Cemiyetin soyulması olayının peşini bırakmayan Aygül, araştırmaya devam ediyor. Cemiyetin bir alt katında dere üstü dönüşüm projesinde çalışan inşaat işçilerin kaldığını öğreniyor. Aygül, orada kalan işçilerin, hırsızlık olayını yaptıklarının kendilerine söylendiği ve bu bilginin kendilerine emniyet tarafından ulaştığını söylüyor.  “Hakikaten de emniyet ekipleriyle beraber alt katı açtırdığımız zaman aşağıda bize ait malzemelerin bir kısmının olduğunu gördük. Bu basit bir hırsızlık olayı gibi görünebilir. Tabii araştırıyoruz. Benim de kendi çapımda bir istihbaratım var. Araştırdığımda da ilginç bir sonuca vardım. Alt katta çalışan işçiler, AKP Bitlis Milletvekili Vahit Kiler’in evini yapan işçilermiş. Hani evinde çalışmaya gelen işçiler bir dönem orada konaklamışlar. Ve o süre içerisinde bir hırsızlık olayı olmuş. Bunu biz iddia etmiyoruz. Firma sahibinin verdiği bilgiler. Acaba bu bana bir göz dağ mı? Ya da acaba Vahit Kiler, kendisiyle ilgili elimde bilgi olduğunu düşünüp de arşivime mi yöneldi? Şimdi bu da ilginç bir durum. Birilerine talimat verip ‘Gidin Sinan Aygül’ü korkutun. Telefonuna bakın. Benimle ilgili kim bilgi veriyor?’ diyen bir milletvekilinden bahsediyoruz” diyerek olayı özetliyor Aygül.

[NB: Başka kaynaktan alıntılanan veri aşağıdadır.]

impl Tree {
    fn from_document(document: &Document) -> Self {
        let mut tree = Tree { nodes: Vec::new() };
        let root = document.root();

        let html = root
            .children()
            .into_iter()
            .find(|child| child.is_element() && child.node_name().is_some_and(|n| n.eq_ignore_ascii_case("html")));

        let root_id = tree.push_element(None, "html".to_string(), Vec::new(), 1);
        let mut stack: Vec<(NodeRef<'_>, NodeId)> = Vec::new();
        // Elements pushed so far per parent and tag, for `[n]` path steps.
        let mut sibling_index: BTreeMap<(NodeId, String), usize> = BTreeMap::new();
        let top_level = match html {
            Some(html) => {
                tree.set_attrs(root_id, &html);
                html.children()
            }
            None => root.children(),
        };
        for child in top_level.into_iter().rev() {
            stack.push((child, root_id));
        }

        while let Some((node, parent)) = stack.pop() {
            if node.is_element() {
                let tag = node
                    .node_name()
                    .map(|name| name.to_ascii_lowercase())
                    .unwrap_or_default();
                if tag.is_empty() || SKIPPED_TAGS.contains(&tag.as_str()) {
                    continue;
                }
                let attrs = node
                    .attrs()
                    .iter()
                    .map(|attr| (attr.name.local.to_string(), attr.value.to_string()))
                    .collect();
                let index = sibling_index.entry((parent, tag.clone())).or_insert(0);
                *index += 1;
                let id = tree.push_element(Some(parent), tag, attrs, *index);
                for child in node.children().into_iter().rev() {
                    stack.push((child, id));
                }
            } else if node.is_text() {
                tree.push_text(parent, node.text().to_string());
            }
        }

        tree.finalize();
        tree
    }

    fn set_attrs(&mut self, id: NodeId, node: &NodeRef<'_>) {
        if let NodeData::Element(el) = &mut self.nodes[id.0].data {
            el.attrs = node
                .attrs()
                .iter()
                .map(|attr| (attr.name.local.to_string(), attr.value.to_string()))
                .collect();
        }
    }

    /// `index` is the 1-based position among same-tag siblings.
    fn push_element(
        &mut self,
        parent: Option<NodeId>,
        tag: String,
        attrs: Vec<(String, String)>,
        index: usize,
    ) -> NodeId {
        let id = NodeId(self.nodes.len());
        let (depth, path) = match parent {
            Some(p) => (self.nodes[p.0].depth + 1, self.nodes[p.0].path.child(&tag, index)),
            None => (0, NodePath::new(format!("/{tag}[{index}]"))),
        };
        self.nodes.push(Node {
            parent,
            children: Vec::new(),
            data: NodeData::Element(Element { tag, attrs }),
            depth,
            end: id.0 + 1,
            path,
        });
        if let Some(p) = parent {
            self.nodes[p.0].children.push(id);
        }
        id
    }

    fn push_text(&mut self, parent: NodeId, text: String) {
        let id = NodeId(self.nodes.len());
        let path = self.nodes[parent.0].path.clone();
        self.nodes.push(Node {
            parent: Some(parent),
            children: Vec::new(),
            data: NodeData::Text(text),
            depth: self.nodes[parent.0].depth + 1,
            end: id.0 + 1,
            path,
        });
        self.nodes[parent.0].children.push(id);
    }

    /// Compute subtree ranges bottom-up.
    fn finalize(&mut self) {
        for i in (0..self.nodes.len()).rev() {
            let end = self.nodes[i]
                .children
                .last()
                .map_or(i + 1, |last| self.nodes[last.0].end);
            self.nodes[i].end = end;
        }
    }

    fn has_content(&self) -> bool {
        self.nodes.iter().any(|node| match &node.data {
            NodeData::Text(text) => !text.trim().is_empty(),
            NodeData::Element(el) => !matches!(el.tag.as_str(), "html" | "body"),
        })
    }

    // === Node Information ===

    /// The `<html>` root element.
    #[must_use]
    pub fn root(&self) -> NodeId {
        NodeId(0)
    }

    /// The `<body>` element, or the root when there is none.
    #[must_use]
    pub fn body(&self) -> NodeId {
        self.children(self.root())
            .find(|&c| self.tag(c) == "body")
            .unwrap_or_else(|| self.root())
    }

    /// Number of nodes (elements and text).
    #[must_use]
    pub fn len(&self) -> usize {
        self.nodes.len()
    }

    /// Always false: a parsed tree has at least its root.
    #[must_use]
    pub fn is_empty(&self) -> bool {
        self.nodes.is_empty()
    }

    /// Element data, `None` for text nodes.
    #[must_use]
    pub fn element(&self, id: NodeId) -> Option<&Element> {
        match &self.nodes[id.0].data {
            NodeData::Element(el) => Some(el),
            NodeData::Text(_) => None,
        }
    }

    /// Whether the node is an element.
    #[must_use]
    pub fn is_element(&self, id: NodeId) -> bool {
        self.element(id).is_some()
    }

    /// Tag name (lowercase), empty for text nodes.
    #[must_use]
    pub fn tag(&self, id: NodeId) -> &str {
        self.element(id).map_or("", |el| el.tag.as_str())
    }

    /// Any attribute value.
    #[must_use]
    pub fn attr(&self, id: NodeId, name: &str) -> Option<&str> {
        self.element(id)?
            .attrs
            .iter()
            .find(|(k, _)| k.eq_ignore_ascii_case(name))
            .map(|(_, v)| v.as_str())
    }

    /// Class tokens, sorted and deduplicated.
    #[must_use]
    pub fn classes(&self, id: NodeId) -> Vec<&str> {
        let mut classes: Vec<&str> = self
            .attr(id, "class")
            .map(|c| c.split_whitespace().collect())
            .unwrap_or_default();
        classes.sort_unstable();
        classes.dedup();
        classes
    }

    /// Raw text of a text node.
    #[must_use]
    pub fn raw_text(&self, id: NodeId) -> Option<&str> {
        match &self.nodes[id.0].data {
            NodeData::Text(text) => Some(text.as_str()),
            NodeData::Element(_) => None,
        }
    }

    /// Structural path (text nodes report their parent's path).
    #[must_use]
    pub fn path(&self, id: NodeId) -> &NodePath {
        &self.nodes[id.0].path
    }

    /// Distance from the root.
    #[must_use]
    pub fn depth(&self, id: NodeId) -> usize {
        self.nodes[id.0].depth
    }

    /// Depth of the deepest node.
    #[must_use]
    pub fn max_depth(&self) -> usize {
        self.nodes.iter().map(|n| n.depth).max().unwrap_or(0)
    }

    // === Tree Navigation ===

    /// Parent node.
    #[must_use]
    pub fn parent(&self, id: NodeId) -> Option<NodeId> {
        self.nodes[id.0].parent
    }

    /// All child nodes, text included, in order.
    #[must_use]
    pub fn child_nodes(&self, id: NodeId) -> &[NodeId] {
        &self.nodes[id.0].children
    }

    /// Element children in order.
    pub fn children(&self, id: NodeId) -> impl Iterator<Item = NodeId> + '_ {
        self.nodes[id.0]
            .children
            .iter()
            .copied()
            .filter(|&c| self.is_element(c))
    }

    /// Id range of all descendants, text included.
    #[must_use]
    pub fn descendant_range(&self, id: NodeId) -> Range<usize> {
        id.0 + 1..self.nodes[id.0].end
    }

    /// Element descendants in document order.
    pub fn element_descendants(&self, id: NodeId) -> impl Iterator<Item = NodeId> + '_ {
        self.descendant_range(id)
            .map(NodeId)
            .filter(|&d| self.is_element(d))
    }

    /// Number of element descendants.
    #[must_use]
    pub fn descendant_element_count(&self, id: NodeId) -> usize {
        self.element_descendants(id).count()
    }

    /// Every element in document order.
    pub fn elements(&self) -> impl Iterator<Item = NodeId> + '_ {
        (0..self.nodes.len()).map(NodeId).filter(|&id| self.is_element(id))
    }

    /// Nearest strict ancestor satisfying `pred`.
    pub fn nearest_ancestor(&self, id: NodeId, pred: impl Fn(NodeId) -> bool) -> Option<NodeId> {
        let mut current = self.parent(id);
        while let Some(node) = current {
            if pred(node) {
                return Some(node);
            }
            current = self.parent(node);
        }
        None
    }

    /// Whether `ancestor` is `node` or one of its ancestors.
    #[must_use]
    pub fn contains(&self, ancestor: NodeId, node: NodeId) -> bool {
        ancestor == node || self.descendant_range(ancestor).contains(&node.0)
    }

    // === Text Content ===

    /// All descendant text, whitespace-normalized.
    ///
    /// Block-level elements and `<br>` separate words, inline markup does not:
    /// `<p>a</p><p>b</p>` gives `a b`, `<b>Hel</b>lo` gives `Hello`.
    #[must_use]
    pub fn text(&self, id: NodeId) -> String {
        normalize_whitespace(&self.flatten(id, ' '))
    }

    /// Text of the node's own text children only.
    #[must_use]
    pub fn own_text(&self, id: NodeId) -> String {
        let joined: Vec<&str> = self
            .child_nodes(id)
            .iter()
            .filter_map(|&c| self.raw_text(c))
            .collect();
        normalize_whitespace(&joined.join(" "))
    }

    /// Descendant text split into lines at block boundaries and `<br>`.
    #[must_use]
    pub fn lines(&self, id: NodeId) -> Vec<String> {
        self.flatten(id, '\n')
            .split('\n')
            .map(normalize_whitespace)
            .filter(|line| !line.is_empty())
            .collect()
    }

    /// Lines made by the direct children of a container.
    ///
    /// Each block child becomes one line attributed to that child. Text and
    /// inline children between blocks (or `<br>`s) merge into one line,
    /// attributed to the single inline element when there is exactly one and
    /// no loose text, otherwise to the container.
    #[must_use]
    pub fn child_lines(&self, id: NodeId) -> Vec<Line> {
        let mut lines = Vec::new();
        let mut buffer = String::new();
        let mut run: Vec<NodeId> = Vec::new();
        let mut loose_text = false;

        let flush = |buffer: &mut String, run: &mut Vec<NodeId>, loose_text: &mut bool, lines: &mut Vec<Line>| {
            let text = normalize_whitespace(buffer);
            if !text.is_empty() {
                let node = if run.len() == 1 && !*loose_text { run[0] } else { id };
                lines.push(Line { text, node });
            }
            buffer.clear();
            run.clear();
            *loose_text = false;
        };

        for &child in self.child_nodes(id) {
            if let Some(text) = self.raw_text(child) {
                buffer.push_str(text);
                if !text.trim().is_empty() {
                    loose_text = true;
                }
                continue;
            }

            let tag = self.tag(child);
            if tag == "br" {
                flush(&mut buffer, &mut run, &mut loose_text, &mut lines);
            } else if BLOCK_TAGS.contains(&tag) {
                flush(&mut buffer, &mut run, &mut loose_text, &mut lines);
                let text = self.text(child);
                if !text.is_empty() {
                    lines.push(Line { text, node: child });
                }
            } else {
                buffer.push_str(&self.flatten(child, ' '));
                run.push(child);
            }
        }
        flush(&mut buffer, &mut run, &mut loose_text, &mut lines);

        lines
    }

    /// Concatenate descendant text, emitting `separator` around block
    /// elements. Iterative so arbitrarily deep trees are safe.
    fn flatten(&self, id: NodeId, separator: char) -> String {
        enum Visit {
            Enter(NodeId),
            Exit,
        }

        let mut out = String::new();
        let mut stack = vec![Visit::Enter(id)];

        while let Some(visit) = stack.pop() {
            match visit {
                Visit::Exit => out.push(separator),
                Visit::Enter(node) => match &self.nodes[node.0].data {
                    NodeData::Text(text) => {
                        out.extend(text.chars().map(|c| if c == '\n' { ' ' } else { c }));
                    }
                    NodeData::Element(el) => {
                        if BLOCK_TAGS.contains(&el.tag.as_str()) {
                            out.push(separator);
                            stack.push(Visit::Exit);
                        }
                        for &child in self.nodes[node.0].children.iter().rev() {
                            stack.push(Visit::Enter(child));
                        }
                    }
                },
            }
        }

        out
    }
}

‘Kendimi yakacağımı söyledim’

Bunun üzerine karakola bilgi veriyor Aygül. İnşaat işçileri ile ilgili şüphelerini aktaran Aygül, soruşturmayı yürüten savcıya iletilmesini talep ediyor. Bu konuda ifade vermek istediğini söylüyor Aygül fakat bütün ısrarlarına rağmen ifadesi alınmıyor nöbetçi savcı tarafından. Vahit Kiler hakkında tahkikatın genişletilmesini, hırsızlık olayıyla ilgili yürütülen tahkikatın genişletilmesini istediğini aktarıyor Aygül. Aygül, “Şüphelendiklerimden birisi de budur. Çünkü böyle bir veri var elimde. Ben iddia atmıyorum ortaya. Bunun araştırılmasını istiyorum dedim. Israr etmeme rağmen ifadem alınmadı bu konuda ve dosyaya eklenmedi. Bunu kendisine de soruyoruz, ama tabii yanıt alamıyoruz bu konuda” diyor.

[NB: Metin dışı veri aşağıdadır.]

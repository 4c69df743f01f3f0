//! Table analysis scores.
//!
//! Helpers for ranking and previewing extracted tables: how varied the
//! columns are, which columns hold numbers, and how well a table matches a
//! set of wanted column names.

use std::collections::{BTreeMap, BTreeSet};

use crate::result::CandidateTable;
use crate::semantic::is_numeric;

/// Share of non-empty cells that must be numeric for a numeric column.
pub const NUMERIC_COLUMN_THRESHOLD: f64 = 0.7;

/// Header candidate chosen by [`best_header_row`].
#[derive(Debug, Clone, PartialEq)]
pub struct HeaderMatch {
    /// Row index the header came from, `None` for the table's own header.
    pub row: Option<usize>,
    /// The header cells.
    pub header: Vec<String>,
    /// Per-column similarity against the targets.
    pub scores: Vec<f64>,
}

/// Mean normalized Shannon entropy of the column value distributions.
///
/// Columns holding a single distinct value carry no information and are
/// skipped. Returns 0.0 when no column qualifies.
///
/// # Examples
///
/// ```
/// use std::collections::BTreeSet;
/// use rs_tablescout::{scoring::table_entropy, CandidateTable, PatternType};
///
/// let rows = vec![
///     vec!["a".to_string(), "x".to_string()],
///     vec!["b".to_string(), "x".to_string()],
/// ];
/// let table = CandidateTable::new(None, rows, PatternType::VisualBlock, 0.5, BTreeSet::new()).unwrap();
/// assert!((table_entropy(&table) - 1.0).abs() < 1e-9);
/// ```
#[must_use]
pub fn table_entropy(table: &CandidateTable) -> f64 {
    let scores: Vec<f64> = (0..table.column_count())
        .filter_map(|col| {
            let mut counts: BTreeMap<&str, usize> = BTreeMap::new();
            for value in table.column(col) {
                *counts.entry(value).or_insert(0) += 1;
            }
            if counts.len() < 2 {
                return None;
            }

            let total = counts.values().sum::<usize>() as f64;
            let entropy: f64 = counts
                .values()
                .map(|&c| {
                    let p = c as f64 / total;
                    -p * p.ln()
                })
                .sum();
            Some(entropy / (counts.len() as f64).ln())
        })
        .collect();

    if scores.is_empty() {
        0.0
    } else {
        scores.iter().sum::<f64>() / scores.len() as f64
    }
}

/// Per-column flag: at least 70% of the non-empty cells are numeric.
#[must_use]
pub fn numeric_columns(table: &CandidateTable) -> Vec<bool> {
    (0..table.column_count())
        .map(|col| {
            let values: Vec<&str> = table
                .column(col)
                .into_iter()
                .filter(|v| !v.trim().is_empty())
                .collect();
            if values.is_empty() {
                return false;
            }
            let numeric = values.iter().filter(|v| is_numeric(v)).count();
            numeric as f64 / values.len() as f64 >= NUMERIC_COLUMN_THRESHOLD
        })
        .collect()
}

/// Best similarity of each column name against the targets.
///
/// A substring match in either direction scores 1.0 when both names are at
/// least 3 characters long; otherwise the token-set Jaccard ratio is used.
#[must_use]
pub fn column_similarity<S: AsRef<str>, T: AsRef<str>>(columns: &[S], targets: &[T]) -> Vec<f64> {
    columns
        .iter()
        .map(|col| best_similarity(col.as_ref(), targets))
        .collect()
}

fn best_similarity<T: AsRef<str>>(column: &str, targets: &[T]) -> f64 {
    let column = column.trim().to_lowercase();
    let substring_hit = targets.iter().any(|target| {
        let target = target.as_ref().trim().to_lowercase();
        column.chars().count() >= 3
            && target.chars().count() >= 3
            && (column.contains(&target) || target.contains(&column))
    });
    if substring_hit {
        return 1.0;
    }
    targets
        .iter()
        .map(|target| token_set_ratio(&column, target.as_ref()))
        .fold(0.0, f64::max)
}

fn token_set_ratio(a: &str, b: &str) -> f64 {
    let a: BTreeSet<String> = a.split_whitespace().map(str::to_lowercase).collect();
    let b: BTreeSet<String> = b.split_whitespace().map(str::to_lowercase).collect();
    let union = a.union(&b).count();
    if union == 0 {
        return 0.0;
    }
    a.intersection(&b).count() as f64 / union as f64
}

fn mean(scores: &[f64]) -> f64 {
    if scores.is_empty() {
        0.0
    } else {
        scores.iter().sum::<f64>() / scores.len() as f64
    }
}

/// Find the header most similar to the targets.
///
/// Starts from the table's header (or `column_N` names when it has none) and
/// scans the first `max_header_rows` rows; a row replaces the current best
/// only with a strictly higher mean similarity.
#[must_use]
pub fn best_header_row<T: AsRef<str>>(
    table: &CandidateTable,
    targets: &[T],
    max_header_rows: usize,
) -> HeaderMatch {
    let header: Vec<String> = table.header().map_or_else(
        || (1..=table.column_count()).map(|i| format!("column_{i}")).collect(),
        <[String]>::to_vec,
    );
    let scores = column_similarity(header.as_slice(), targets);
    let mut best = HeaderMatch {
        row: None,
        header,
        scores,
    };
    let mut best_avg = mean(&best.scores);

    for (i, row) in table.rows().iter().take(max_header_rows).enumerate() {
        let scores = column_similarity(row.as_slice(), targets);
        let avg = mean(&scores);
        if avg > best_avg {
            best_avg = avg;
            best = HeaderMatch {
                row: Some(i),
                header: row.clone(),
                scores,
            };
        }
    }

    best
}

/// Average, over the targets, of the best column match in the best header.
///
/// # Examples
///
/// ```
/// use std::collections::BTreeSet;
/// use rs_tablescout::{scoring::target_match_score, CandidateTable, PatternType};
///
/// let table = CandidateTable::new(
///     Some(vec!["Product name".to_string(), "Unit price".to_string()]),
///     vec![vec!["Lamp".to_string(), "$10".to_string()]],
///     PatternType::StructuralRepeat,
///     0.8,
///     BTreeSet::new(),
/// )
/// .unwrap();
/// assert_eq!(target_match_score(&table, &["price", "name"], 3), 1.0);
/// ```
#[must_use]
pub fn target_match_score<T: AsRef<str>>(
    table: &CandidateTable,
    targets: &[T],
    max_header_rows: usize,
) -> f64 {
    if targets.is_empty() {
        return 0.0;
    }
    let best = best_header_row(table, targets, max_header_rows);
    let scores: Vec<f64> = targets
        .iter()
        .map(|target| {
            column_similarity(best.header.as_slice(), std::slice::from_ref(target))
                .into_iter()
                .fold(0.0, f64::max)
        })
        .collect();
    mean(&scores)
}

#[cfg(test)]
mod tests {
    use std::collections::BTreeSet;

    use super::*;
    use crate::result::PatternType;

    fn table(header: Option<&[&str]>, rows: &[&[&str]]) -> CandidateTable {
        let to_vec = |cells: &[&str]| cells.iter().map(|s| (*s).to_string()).collect::<Vec<_>>();
        CandidateTable::new(
            header.map(to_vec),
            rows.iter().map(|r| to_vec(r)).collect(),
            PatternType::NativeTable,
            1.0,
            BTreeSet::new(),
        )
        .expect("table")
    }

    #[test]
    fn entropy_skips_constant_columns() {
        let t = table(None, &[&["a", "k"], &["a", "k"], &["a", "k"]]);
        assert_eq!(table_entropy(&t), 0.0);

        let t = table(None, &[&["a", "k"], &["b", "k"], &["c", "k"]]);
        assert!((table_entropy(&t) - 1.0).abs() < 1e-9);
    }

    #[test]
    fn entropy_is_lower_for_skewed_columns() {
        let t = table(None, &[&["a"], &["a"], &["a"], &["b"]]);
        let e = table_entropy(&t);
        assert!(e > 0.0 && e < 1.0);
    }

    #[test]
    fn numeric_columns_use_seventy_percent_threshold() {
        let t = table(
            None,
            &[
                &["Oslo", "1", "x"],
                &["Bergen", "2", "y"],
                &["Bodø", "3", "4"],
                &["Molde", "n/a", "z"],
            ],
        );
        assert_eq!(numeric_columns(&t), vec![false, true, false]);
    }

    #[test]
    fn similarity_substring_and_tokens() {
        let scores = column_similarity(&["Unit price", "ID", "sale date"], &["price", "date of sale"]);
        assert_eq!(scores[0], 1.0);
        assert_eq!(scores[1], 0.0);
        // {sale, date} vs {date, of, sale}: 2 / 3
        assert!((scores[2] - 2.0 / 3.0).abs() < 1e-9);
    }

    #[test]
    fn short_names_do_not_substring_match() {
        let scores = column_similarity(&["id"], &["video"]);
        assert_eq!(scores[0], 0.0);
    }

    #[test]
    fn best_header_row_prefers_matching_data_row() {
        let t = table(None, &[&["Name", "Price"], &["Lamp", "10"], &["Desk", "120"]]);
        let best = best_header_row(&t, &["name", "price"], 3);
        assert_eq!(best.row, Some(0));
        assert_eq!(best.header, vec!["Name", "Price"]);
    }

    #[test]
    fn best_header_row_keeps_existing_header_on_ties() {
        let t = table(Some(&["Name", "Price"][..]), &[&["Name", "Price"], &["Lamp", "10"]]);
        assert_eq!(best_header_row(&t, &["name"], 3).row, None);
    }

    #[test]
    fn target_match_score_averages_targets() {
        let t = table(Some(&["Name", "Colour"][..]), &[&["Lamp", "red"]]);
        assert!((target_match_score(&t, &["name", "price"], 3) - 0.5).abs() < 1e-9);
        assert_eq!(target_match_score::<&str>(&t, &[], 3), 0.0);
    }
}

Yaşanan olaylardan dolayı çok öfkelendiğini söyleyen Aygül, “Artık patladım artık, çok öfkelendim. Kendimi yakacağımı söyledim. Çocuklarım için olmasa yakacaktım. Düzenin geldiği kirliliği gösterebilmek için. Kendimi bu yönüyle feda edecektim. Beni tutuklayarak, gözaltına alarak, cezaevine atarak, ceza vererek, tehdit ederek beni yıldıramazsınız. Siz yanlış yaptınızsa ben bunu teşhir edeceğim, yazacağım diye bir tepki gösterdim. Buna bakıp beni öldürürler mi bilmiyorum yani bu da ihtimal” diyerek tepkisini dile getiriyor.

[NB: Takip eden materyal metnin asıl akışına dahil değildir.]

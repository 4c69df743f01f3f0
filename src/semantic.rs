//! Pattern recognizer: classifies a text value into a small catalog of shapes.
//!
//! Matchers run in priority order (currency, date, percentage, measurement)
//! and the first hit wins. Text with letters falls back to `PlainText`,
//! anything else to `Unknown`. Classification never fails.

use chrono::NaiveDate;
use serde::{Deserialize, Serialize};

use crate::patterns::{
    CURRENCY_PREFIX, CURRENCY_SUFFIX, DATE_ISO, DATE_MONTH_NAME, DATE_NUMERIC, MEASUREMENT,
    NUMERIC_VALUE, PERCENTAGE,
};

/// Shape of a text value.
#[derive(Debug, Clone, Copy, PartialEq, Eq, Hash, PartialOrd, Ord, Serialize, Deserialize)]
#[serde(rename_all = "snake_case")]
pub enum SemanticKind {
    /// Amount with a currency symbol or code.
    Currency,
    /// Calendar date.
    Date,
    /// Number with a `%` suffix.
    Percentage,
    /// Number with a unit of area, length, mass or volume.
    Measurement,
    /// Text containing letters and none of the shapes above.
    PlainText,
    /// Empty, bare numbers, or punctuation.
    Unknown,
}

impl SemanticKind {
    /// Lowercase name, used for inferred column headers.
    #[must_use]
    pub fn as_str(self) -> &'static str {
        match self {
            Self::Currency => "currency",
            Self::Date => "date",
            Self::Percentage => "percentage",
            Self::Measurement => "measurement",
            Self::PlainText => "text",
            Self::Unknown => "value",
        }
    }
}

/// Classification of one text value.
#[derive(Debug, Clone, PartialEq, Serialize, Deserialize)]
pub struct SemanticTag {
    /// The recognized shape.
    pub kind: SemanticKind,
    /// The substring that matched (the whole trimmed text for the fallbacks).
    pub matched: String,
    /// How strongly the text matched the shape, in `[0, 1]`.
    pub confidence: f64,
}

impl SemanticTag {
    fn new(kind: SemanticKind, matched: &str, confidence: f64) -> Self {
        Self {
            kind,
            matched: matched.trim().to_string(),
            confidence,
        }
    }
}

/// Classify a text value.
///
/// # Example
///
/// ```rust
/// use rs_tablescout::semantic::{classify, SemanticKind};
///
/// assert_eq!(classify("$1,299").kind, SemanticKind::Currency);
/// assert_eq!(classify("2024-03-15").kind, SemanticKind::Date);
/// assert_eq!(classify("12.5%").kind, SemanticKind::Percentage);
/// assert_eq!(classify("85 m²").kind, SemanticKind::Measurement);
/// assert_eq!(classify("Cozy flat").kind, SemanticKind::PlainText);
/// assert_eq!(classify("").kind, SemanticKind::Unknown);
/// ```
#[must_use]
pub fn classify(text: &str) -> SemanticTag {
    let text = text.trim();
    if text.is_empty() {
        return SemanticTag::new(SemanticKind::Unknown, "", 0.0);
    }

    if let Some(tag) = match_currency(text) {
        return tag;
    }
    if let Some(tag) = match_date(text) {
        return tag;
    }
    if let Some(m) = PERCENTAGE.find(text) {
        return SemanticTag::new(SemanticKind::Percentage, m.as_str(), coverage_confidence(text, m.as_str()));
    }
    if let Some(m) = MEASUREMENT.find(text) {
        return SemanticTag::new(SemanticKind::Measurement, m.as_str(), coverage_confidence(text, m.as_str()));
    }

    if text.chars().any(char::is_alphabetic) {
        SemanticTag::new(SemanticKind::PlainText, text, 0.5)
    } else {
        SemanticTag::new(SemanticKind::Unknown, text, 0.0)
    }
}

/// Whether `text` is a bare number (optionally grouped, signed or with `%`).
#[must_use]
pub fn is_numeric(text: &str) -> bool {
    !text.trim().is_empty() && NUMERIC_VALUE.is_match(text)
}

fn match_currency(text: &str) -> Option<SemanticTag> {
    let m = CURRENCY_PREFIX
        .find(text)
        .or_else(|| CURRENCY_SUFFIX.find(text))?;
    Some(SemanticTag::new(
        SemanticKind::Currency,
        m.as_str(),
        coverage_confidence(text, m.as_str()),
    ))
}

fn match_date(text: &str) -> Option<SemanticTag> {
    if let Some(caps) = DATE_ISO.captures(text) {
        let valid = parse_ymd(&caps[1], &caps[2], &caps[3]).is_some();
        if valid {
            return Some(SemanticTag::new(SemanticKind::Date, &caps[0], 0.95));
        }
    }

    if let Some(caps) = DATE_NUMERIC.captures(text) {
        // Both separators must agree: 15.03.2024 but not 15.03/2024.
        if caps[2] == caps[4] {
            let year = expand_year(&caps[5]);
            let day_first = parse_ymd(&year, &caps[3], &caps[1]);
            let month_first = parse_ymd(&year, &caps[1], &caps[3]);
            if day_first.is_some() || month_first.is_some() {
                return Some(SemanticTag::new(SemanticKind::Date, &caps[0], 0.85));
            }
        }
    }

    DATE_MONTH_NAME
        .find(text)
        .map(|m| SemanticTag::new(SemanticKind::Date, m.as_str(), 0.9))
}

fn parse_ymd(year: &str, month: &str, day: &str) -> Option<NaiveDate> {
    NaiveDate::from_ymd_opt(
        year.parse().ok()?,
        month.parse().ok()?,
        day.parse().ok()?,
    )
}

fn expand_year(year: &str) -> String {
    if year.len() == 2 {
        format!("20{year}")
    } else {
        year.to_string()
    }
}

/// Confidence grows with how much of the text the match covers.
fn coverage_confidence(text: &str, matched: &str) -> f64 {
    let total = text.chars().count().max(1) as f64;
    let covered = matched.trim().chars().count() as f64;
    (0.6 + 0.4 * (covered / total)).min(1.0)
}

Kızılay etleri, Cemal Taşar, Battal Taşar

Kızılay etleri, AKP Bitlis Milletvekili Cemal Taşar’a ve kardeşi Battal Taşar’a ait otelde görüntülemişti. Battal Taşar aynı zamanda Kızılay Şube Başkanı. “Kızılay’ın yoksullara dağıtılmak üzere gönderdiği yardım etlerini kendi mutfağının otelinde kullanıyormuş. Bunu ispatladım. Gittim görüntüsünü çektim, yayınladım. İlginçtir, bu yalandır demediler. Yani ilk gününden beri muhatapların hiçbirisi ne Cemal Taşer, ne Battal Taşar, ne Kızılay. Bu yalandır demedi bana” diyor Aygül.

Taşar kardeşler, bu konuyla ilgili Aygül’e iş yerlerine izinsiz girdiği için dava açmıştı. Aygül’de görevi kötüye kullandıkları için onlar hakkında suç duyurusunda bulunmuş fakat takipsizlikle sonuçlanmıştı. Aygül hakkında açılan davadan 6 yıl ceza aldı.  Aygül, her an ölüm riski ile karşı karşıya olduğunu söylüyor ve ekliyor: “Çünkü karşımdaki güruhun ne kadar çirkinleşebileceğini biliyorum. Ne kadar kirlenebileceklerini biliyorum. Nereye indiklerini biliyorum.”

‘Çocuklarıma onur duyacakları bir miras bırakmak için’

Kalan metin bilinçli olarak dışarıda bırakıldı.